Healey raised several concerns about the agreement in a brief filed in court Monday. She suggests that the physician cap is too lax and that the terms of the deal are too short. When the deal expires, “Partners may wield market leverage that is greater than its current, already significant market leverage,” Healey said.

Healey said she wants proof that Partners has figured out how to use its size to save money.

“I would prefer to reverse the order of events and instead consider any future proposed Partners’ expansion only after Partners demonstrates an ability to contribute to health care cost containment in Massachusetts.”

Healey hinted at these concerns during her campaign. She said Monday that “new evidence” has come to light during court proceedings on the Partners deal. She mentioned documents filed by health insurers, economists and the Health Policy Commission, but did not list proof that Partners continues to contribute to rising health care prices.
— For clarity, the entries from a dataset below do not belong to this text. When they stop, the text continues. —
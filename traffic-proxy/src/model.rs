//! Routing-engine payloads the proxy rewrites.
//!
//! Only the rewritten fields are typed; everything else the engine returns
//! is carried through flattened maps so the proxy stays transparent.

use serde::{Deserialize, Serialize};
use serde_json::{Map, Value};

#[derive(Debug, Clone, Serialize, Deserialize)]
pub struct RouteResponse {
    #[serde(skip_serializing_if = "Option::is_none")]
    pub trip: Option<Trip>,
    #[serde(flatten)]
    pub extra: Map<String, Value>,
}

#[derive(Debug, Clone, Serialize, Deserialize)]
pub struct Trip {
    #[serde(default)]
    pub legs: Vec<Leg>,
    #[serde(skip_serializing_if = "Option::is_none")]
    pub summary: Option<Summary>,
    #[serde(flatten)]
    pub extra: Map<String, Value>,
}

#[derive(Debug, Clone, Serialize, Deserialize)]
pub struct Leg {
    #[serde(default)]
    pub maneuvers: Vec<Maneuver>,
    #[serde(skip_serializing_if = "Option::is_none")]
    pub summary: Option<Summary>,
    #[serde(flatten)]
    pub extra: Map<String, Value>,
}

#[derive(Debug, Clone, Serialize, Deserialize)]
pub struct Maneuver {
    /// Travel time in seconds.
    #[serde(skip_serializing_if = "Option::is_none")]
    pub time: Option<f64>,
    /// Segment length in kilometers.
    #[serde(skip_serializing_if = "Option::is_none")]
    pub length: Option<f64>,
    #[serde(default, skip_serializing_if = "Vec::is_empty")]
    pub street_names: Vec<String>,
    #[serde(flatten)]
    pub extra: Map<String, Value>,
}

#[derive(Debug, Clone, Serialize, Deserialize)]
pub struct Summary {
    #[serde(skip_serializing_if = "Option::is_none")]
    pub time: Option<f64>,
    #[serde(skip_serializing_if = "Option::is_none")]
    pub length: Option<f64>,
    #[serde(flatten)]
    pub extra: Map<String, Value>,
}

#[derive(Debug, Clone, Serialize, Deserialize)]
pub struct MatrixResponse {
    #[serde(default)]
    pub sources_to_targets: Vec<Vec<Option<MatrixCell>>>,
    #[serde(flatten)]
    pub extra: Map<String, Value>,
}

#[derive(Debug, Clone, Serialize, Deserialize)]
pub struct MatrixCell {
    /// Travel time in seconds.
    #[serde(skip_serializing_if = "Option::is_none")]
    pub time: Option<f64>,
    /// Distance in kilometers.
    #[serde(skip_serializing_if = "Option::is_none")]
    pub distance: Option<f64>,
    #[serde(flatten)]
    pub extra: Map<String, Value>,
}

#[cfg(test)]
mod tests {
    use super::*;

    #[test]
    fn test_route_round_trip_preserves_unknown_fields() {
        let raw = serde_json::json!({
            "trip": {
                "legs": [{
                    "maneuvers": [{"time": 30.0, "length": 0.4, "street_names": ["세종대로"], "type": 1}],
                    "summary": {"time": 30.0, "length": 0.4},
                    "shape": "encoded"
                }],
                "summary": {"time": 30.0, "length": 0.4},
                "locations": []
            },
            "id": "abc"
        });
        let parsed: RouteResponse = serde_json::from_value(raw.clone()).unwrap();
        let back = serde_json::to_value(&parsed).unwrap();
        assert_eq!(back["id"], "abc");
        assert_eq!(back["trip"]["legs"][0]["shape"], "encoded");
        assert_eq!(back["trip"]["legs"][0]["maneuvers"][0]["type"], 1);
    }
}
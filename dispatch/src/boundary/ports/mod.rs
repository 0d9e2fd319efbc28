//! Port Interfaces
//!
//! Contracts implemented by the infrastructure adapters.

pub mod driver_repository;
pub mod geocoder;
pub mod optimizer;
pub mod parcel_repository;
pub mod routing;

pub use driver_repository::*;
pub use geocoder::*;
pub use optimizer::*;
pub use parcel_repository::*;
pub use routing::*;
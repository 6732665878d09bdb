//! EVM Adapter
//!
//! Implementation of the WalletPort and ChainPort for EVM chains via
//! a local private key: EIP-712 signing, ERC-20 approvals and reads,
//! and native currency wrapping.

mod chain;
mod signer;

pub use chain::EvmChain;
pub use signer::EvmWallet;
Partners responded to Healey’s brief with a statement.

“We remain deeply committed to working with South Shore Hospital and Hallmark Health in order to deliver more coordinated care to patients in those communities at lower costs. We believe strongly in this vision and we await the Judge’s ruling on the proposed consent judgment,” wrote Partners’ VP for communications, Rich Copp.

Perhaps we’ll hear more if Judge Janet Sanders calls the parties in for a hearing before she issues her decision on the agreement.

Some who are watching or have a role in this health care drama assume Sanders will reject the deal now that Healey has spelled out her concerns.

“I think it’s quite likely [Sanders] will go along with [Healey],” said Health Policy Commission chairman Stuart Altman. The commission found that a merger of Partners and South Shore Hospital would increase health care costs by $23 million to $26 million a year, a finding Partners disputed.

Altman says a lawsuit to block Partners would be productive for the state because a court would have to weigh in on “how big is too big. There is value in organizations getting bigger so that they have enough breadth of care to be effective.” But, Altman said, “with the addition of South Shore, would Partners be too big to provide care efficiently? That’s what the AG is now saying.”

Healey says she has not decided if she would sue to block the proposed merger of Partners and Hallmark Health. She is not, she stresses, sending a message that Partners can’t get any bigger.